Monday, August 26, 2013

Remember when journalists were skeptics?

This New York Times editorial shows that wishful thinking continues to trump hard facts at the Old Grey Lady.

Social media are an unorthodox, but useful, way to start to get a sense of Iran’s new president, Hassan Rouhani. In a flurry of English-language posts on Twitter since his election in June, Mr. Rouhani has given reason to hope that he is serious about resolving disputes with the United States and other major powers, most urgently about Iran’s nuclear program.

We don’t want further tension. Both nations need 2 think more abt future & try 2 sit down & find solutions to past issues & rectify things,” he, or somebody writing in his name, said on June 17. On the nuclear program, he commented: “Our program is transparent, but we can take more steps to make it clear to world that our nuclear program is within intl regulations.”

This seemingly reasonable outlook — refreshing after the ugly, confrontational approach of his predecessor, Mahmoud Ahmadinejad — has been reinforced by other recent moves. The most significant is Mr. Rouhani’s appointment of Mohammad Javad Zarif as foreign minister. In addition to being educated in the United States and serving many years as Iran’s ambassador at the United Nations, Mr. Zarif has been at the center of several rounds of secret negotiations over the years to try to overcome decades of enmity between the two countries.
The Times seems to have a very hard time distinguishing between propaganda and reality, which should be the first thing any serious news organization does. Today, Iran continues its secret weaponization program aimed at placing nuclear warheads on missiles; it continues its secret laser-based uranium enrichment program, and it is covering up evidence of the high explosives testing. These all continue today and they are not under IAEA inspection.

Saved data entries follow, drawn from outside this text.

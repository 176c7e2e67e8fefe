use figment::{
    providers::{Env, Format, Toml},
    Figment,
};
use std::path::Path;

use super::{types::Config, ConfigError};

/// Load configuration from file with environment variable overrides.
///
/// Nested keys are addressed with a double underscore, e.g.
/// `MAGNETDB_STORAGE__PATH_LEVELS=3`.
pub fn load_config(path: &Path) -> Result<Config, ConfigError> {
    if !path.exists() {
        return Err(ConfigError::FileNotFound(path.display().to_string()));
    }

    let config: Config = Figment::new()
        .merge(Toml::file(path))
        .merge(Env::prefixed("MAGNETDB_").split("__"))
        .extract()
        .map_err(|e| ConfigError::ParseError(e.to_string()))?;

    Ok(config)
}

/// Load configuration from TOML string (useful for testing)
pub fn load_config_from_str(toml_str: &str) -> Result<Config, ConfigError> {
    toml::from_str(toml_str).map_err(|e| ConfigError::ParseError(e.to_string()))
}
//! Metrics and access-control middleware for API routes.

use axum::{
    body::Body,
    extract::{ConnectInfo, MatchedPath},
    http::{Request, StatusCode},
    middleware::Next,
    response::Response,
};
use std::net::SocketAddr;
use std::time::Instant;
use tracing::warn;

use crate::metrics::{
    route_label, DEV_REQUESTS_REJECTED, HTTP_REQUESTS_IN_FLIGHT, HTTP_REQUESTS_TOTAL,
    HTTP_REQUEST_DURATION,
};

/// Metrics middleware that tracks HTTP request duration and counts.
///
/// This middleware records:
/// - Request duration (histogram)
/// - Request count (counter)
/// - Requests in flight (gauge)
///
/// Requests are labelled by route template, so query strings and unknown
/// paths never create new label values.
pub async fn metrics_middleware(request: Request<Body>, next: Next) -> Response {
    let start = Instant::now();
    let method = request.method().to_string();
    let path = route_label(
        request
            .extensions()
            .get::<MatchedPath>()
            .map(MatchedPath::as_str),
    );

    HTTP_REQUESTS_IN_FLIGHT.inc();

    let response = next.run(request).await;

    HTTP_REQUESTS_IN_FLIGHT.dec();

    let duration = start.elapsed().as_secs_f64();
    let status = response.status().as_u16().to_string();

    HTTP_REQUEST_DURATION
        .with_label_values(&[&method, &path, &status])
        .observe(duration);
    HTTP_REQUESTS_TOTAL
        .with_label_values(&[&method, &path, &status])
        .inc();

    response
}

/// Refuse requests whose peer address is not a loopback address.
///
/// The peer address comes from [`ConnectInfo`]; a request without one is
/// refused as well.
pub async fn loopback_only(request: Request<Body>, next: Next) -> Result<Response, StatusCode> {
    let peer = request
        .extensions()
        .get::<ConnectInfo<SocketAddr>>()
        .map(|ConnectInfo(addr)| *addr);

    match peer {
        Some(addr) if addr.ip().to_canonical().is_loopback() => Ok(next.run(request).await),
        _ => {
            DEV_REQUESTS_REJECTED.inc();
            warn!(
                peer = ?peer,
                path = %request.uri().path(),
                "Rejected maintenance request from non-loopback client"
            );
            Err(StatusCode::FORBIDDEN)
        }
    }
}

#[cfg(test)]
mod tests {
    use super::*;
    use axum::{middleware, routing::get, Router};
    use std::net::{IpAddr, Ipv4Addr, Ipv6Addr};
    use tower::ServiceExt;

    async fn dummy_handler() -> &'static str {
        "OK"
    }

    fn app() -> Router {
        Router::new()
            .route("/dev/test", get(dummy_handler))
            .layer(middleware::from_fn(loopback_only))
    }

    fn request_from(ip: Option<IpAddr>) -> Request<Body> {
        let mut request = Request::builder()
            .uri("/dev/test")
            .body(Body::empty())
            .unwrap();
        if let Some(ip) = ip {
            request
                .extensions_mut()
                .insert(ConnectInfo(SocketAddr::new(ip, 50000)));
        }
        request
    }

    #[tokio::test]
    async fn test_loopback_v4_allowed() {
        let response = app()
            .oneshot(request_from(Some(IpAddr::V4(Ipv4Addr::LOCALHOST))))
            .await
            .unwrap();
        assert_eq!(response.status(), StatusCode::OK);
    }

    #[tokio::test]
    async fn test_loopback_v6_allowed() {
        let response = app()
            .oneshot(request_from(Some(IpAddr::V6(Ipv6Addr::LOCALHOST))))
            .await
            .unwrap();
        assert_eq!(response.status(), StatusCode::OK);
    }

    #[tokio::test]
    async fn test_mapped_loopback_allowed() {
        let mapped = Ipv4Addr::LOCALHOST.to_ipv6_mapped();
        let response = app()
            .oneshot(request_from(Some(IpAddr::V6(mapped))))
            .await
            .unwrap();
        assert_eq!(response.status(), StatusCode::OK);
    }

    #[tokio::test]
    async fn test_remote_client_rejected() {
        let response = app()
            .oneshot(request_from(Some(IpAddr::V4(Ipv4Addr::new(192, 168, 1, 20)))))
            .await
            .unwrap();
        assert_eq!(response.status(), StatusCode::FORBIDDEN);
    }

    #[tokio::test]
    async fn test_missing_peer_address_rejected() {
        let response = app().oneshot(request_from(None)).await.unwrap();
        assert_eq!(response.status(), StatusCode::FORBIDDEN);
    }
}
//! Bucketed record storage.
//!
//! Records live in one JSON file per [`BucketKey`], sharded into a directory
//! tree under `<data_dir>/fdb`. Reads go through the [`EvictionCache`];
//! writes take an exclusive [`WriteHandle`] that flushes on
//! [`WriteHandle::commit`] and refreshes the [`MasterIndex`].

mod bucket;
mod cache;
mod error;
mod master;

pub use bucket::{Bucket, BucketStore, WriteHandle};
pub use cache::{CacheStats, EvictionCache, WriteSlot};
pub use error::StoreError;
pub use master::{FileTimeTicket, MasterEntry, MasterIndex};

use std::path::Path;
use tokio::fs;

/// Write `bytes` to `path` through a sibling temp file and a rename, so a
/// crash leaves either the old or the new content.
pub(crate) async fn write_atomic(path: &Path, bytes: &[u8]) -> Result<(), StoreError> {
    if let Some(parent) = path.parent() {
        fs::create_dir_all(parent)
            .await
            .map_err(|e| StoreError::write(parent, e))?;
    }

    let mut tmp = path.as_os_str().to_owned();
    tmp.push(".tmp");
    let tmp = std::path::PathBuf::from(tmp);

    fs::write(&tmp, bytes)
        .await
        .map_err(|e| StoreError::write(&tmp, e))?;
    fs::rename(&tmp, path)
        .await
        .map_err(|e| StoreError::write(path, e))?;
    Ok(())
}
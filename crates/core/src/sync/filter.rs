use std::collections::HashSet;

use crate::config::SyncConfig;
use crate::record::TorrentRecord;

/// Which replicated records are kept before merging.
#[derive(Debug, Clone, Default)]
pub struct SyncFilter {
    /// Allowed trackers; `None` allows all. Records without a tracker name always pass.
    trackers: Option<HashSet<String>>,
    /// Records carrying any of these type tags are dropped.
    excluded_types: HashSet<String>,
}

impl SyncFilter {
    pub fn from_config(config: &SyncConfig) -> Self {
        let mut filter = Self {
            trackers: config
                .trackers
                .as_ref()
                .map(|t| t.iter().cloned().collect()),
            excluded_types: HashSet::new(),
        };
        if !config.include_sport {
            filter.excluded_types.insert("sport".to_string());
        }
        filter
    }

    pub fn with_trackers<I, S>(mut self, trackers: I) -> Self
    where
        I: IntoIterator<Item = S>,
        S: Into<String>,
    {
        self.trackers = Some(trackers.into_iter().map(Into::into).collect());
        self
    }

    pub fn exclude_type(mut self, tag: impl Into<String>) -> Self {
        self.excluded_types.insert(tag.into());
        self
    }

    pub fn accepts(&self, record: &TorrentRecord) -> bool {
        if let Some(trackers) = &self.trackers {
            if !record.tracker_name.is_empty() && !trackers.contains(&record.tracker_name) {
                return false;
            }
        }
        !record.types.iter().any(|t| self.excluded_types.contains(t))
    }

    pub fn apply(&self, records: Vec<TorrentRecord>) -> Vec<TorrentRecord> {
        records.into_iter().filter(|r| self.accepts(r)).collect()
    }
}

#[cfg(test)]
mod tests {
    use super::*;

    fn record(tracker: &str, types: &[&str]) -> TorrentRecord {
        let mut r = TorrentRecord::new(tracker, "u", "x", "x", "x");
        r.types = types.iter().map(|t| t.to_string()).collect();
        r
    }

    #[test]
    fn test_default_accepts_everything() {
        let filter = SyncFilter::default();
        assert!(filter.accepts(&record("rutor", &["sport"])));
        assert!(filter.accepts(&record("", &[])));
    }

    #[test]
    fn test_tracker_allow_list() {
        let filter = SyncFilter::default().with_trackers(["rutor", "kinozal"]);
        assert!(filter.accepts(&record("rutor", &["movie"])));
        assert!(!filter.accepts(&record("nnmclub", &["movie"])));
        assert!(filter.accepts(&record("", &["movie"])));
    }

    #[test]
    fn test_from_config_excludes_sport() {
        let config = SyncConfig {
            include_sport: false,
            trackers: Some(vec!["rutor".to_string()]),
            ..Default::default()
        };
        let filter = SyncFilter::from_config(&config);
        assert!(!filter.accepts(&record("rutor", &["sport", "serial"])));
        assert!(filter.accepts(&record("rutor", &["serial"])));

        let kept = filter.apply(vec![
            record("rutor", &["movie"]),
            record("other", &["movie"]),
            record("rutor", &["sport"]),
        ]);
        assert_eq!(kept.len(), 1);
    }
}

This means that the second Rouhani tweet quoted so approvingly by the NYT is a baldfaced lie. And once we know that Rouhani is a liar, the entire complexion of his public relations blitz turns from evidence of real change in Iran to evidence of a deliberate plan of concealing its nuclear activities from the West.

In other words, the Times should be using Rouhani's tweets as evidence that Iran is now playing a new card based on deception rather than falling for that very deception.

The Times' shows how enraptured they are with Rouhani in the end of the op-ed, (also noted by The New York Sun:)

President Rouhani is sending strong signals that he will dispatch a pragmatic, experienced team to the table when negotiations resume, possibly next month. That’s when we should begin to see answers to key questions: How much time and creative thinking are he and President Obama willing to invest in a negotiated solution, the only rational outcome? How much political risk are they willing to take, which for Mr. Obama must include managing the enmity that Israel and many members of Congress feel toward Iran?
Israel's enmity towards Iran is the problem? Has the NYT ever spent five seconds reading the official Iranian news agencies? In just the past couple of days, official Iranian media claimed that Israel was behind the chemical weapons attacks in Syria, Israel is also behind the bombings in Tripoli, the US is behind all Arab states' turmoil, and an Iranian general threatened to attack both the US and Israel.

This is the new, moderate Iran that the Times is praising.